▸ WHAT THIS TASK INVOLVES: Check each line of the data for "PageConfig", and copy the ones that have it.

▸ DATA SHOWN:
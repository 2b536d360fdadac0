//! Proof entrypoints for the page lifecycle invariants.

use docimpl_primitives::{ImplEntry, ProducerMapping};

use super::{Page, PageState, SubmitOutcome};
use crate::config::{PageConfig, PendingPolicy};
use crate::error::PageError;

fn mapping(key: &str, block: &str) -> ProducerMapping {
	ProducerMapping::builder().push(key, ImplEntry::new(block, ["T"])).build()
}

/// Invariant: no loss across the pending window.
///
/// Every submission made while the registry is absent MUST be visible through
/// `lookup` once the registry exists, with no entry dropped.
pub(crate) fn inv_no_loss_across_pending_window() {
	let mut page = Page::new();
	for i in 0..5 {
		page.submit(mapping("K", &format!("<{i}>")));
	}
	assert_eq!(page.pending_len(), 5);

	let report = page.create_registry().unwrap();
	assert_eq!(report.mappings, 5);
	assert_eq!(report.entries, 5);

	let blocks: Vec<&str> = page.lookup("K").iter().map(|e| e.block().as_str()).collect();
	assert_eq!(blocks, vec!["<0>", "<1>", "<2>", "<3>", "<4>"]);
}

/// Invariant: the pending buffer drains exactly once.
///
/// A second creation attempt MUST fail and MUST NOT re-apply held submissions.
pub(crate) fn inv_drain_exactly_once() {
	let mut page = Page::new();
	page.submit(mapping("K", "a"));
	page.create_registry().unwrap();

	assert_eq!(page.create_registry(), Err(PageError::RegistryAlreadyCreated));
	assert_eq!(page.state(), PageState::RegistryReady);
	assert_eq!(page.lookup("K").len(), 1);
	assert_eq!(page.pending_len(), 0);
}

/// Invariant: after the transition every submission merges directly.
pub(crate) fn inv_direct_merge_after_ready() {
	let mut page = Page::new();
	page.create_registry().unwrap();

	assert_eq!(page.submit(mapping("K", "a")), SubmitOutcome::Merged);
	assert_eq!(page.pending_len(), 0);
	assert_eq!(page.lookup("K").len(), 1);
}

/// Invariant: lookup is total.
///
/// Unknown keys and lookups before the registry exists MUST yield an empty slice.
pub(crate) fn inv_lookup_is_total() {
	let mut page = Page::new();
	page.submit(mapping("K", "a"));
	assert!(page.lookup("K").is_empty());
	assert!(page.lookup("unknown").is_empty());

	page.create_registry().unwrap();
	page.submit(mapping("J", "b"));
	assert!(page.lookup("unknown").is_empty());
}

/// Invariant: last-write-wins only ever drops pending submissions, never merged ones.
pub(crate) fn inv_last_write_wins_bounded_loss() {
	let mut page = Page::with_config(PageConfig::default().with_pending(PendingPolicy::LastWriteWins));
	page.submit(mapping("K", "dropped"));
	page.submit(mapping("K", "kept"));
	page.create_registry().unwrap();
	page.submit(mapping("K", "direct"));

	let blocks: Vec<&str> = page.lookup("K").iter().map(|e| e.block().as_str()).collect();
	assert_eq!(blocks, vec!["kept", "direct"]);
}

#[test]
fn test_no_loss_across_pending_window() {
	inv_no_loss_across_pending_window();
}

#[test]
fn test_drain_exactly_once() {
	inv_drain_exactly_once();
}

#[test]
fn test_direct_merge_after_ready() {
	inv_direct_merge_after_ready();
}

#[test]
fn test_lookup_is_total() {
	inv_lookup_is_total();
}

#[test]
fn test_last_write_wins_bounded_loss() {
	inv_last_write_wins_bounded_loss();
}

▸ SOLUTION FOR THIS EXERCISE:
use crate::config::{PageConfig, PendingPolicy};
	let mut page = Page::with_config(PageConfig::default().with_pending(PendingPolicy::LastWriteWins));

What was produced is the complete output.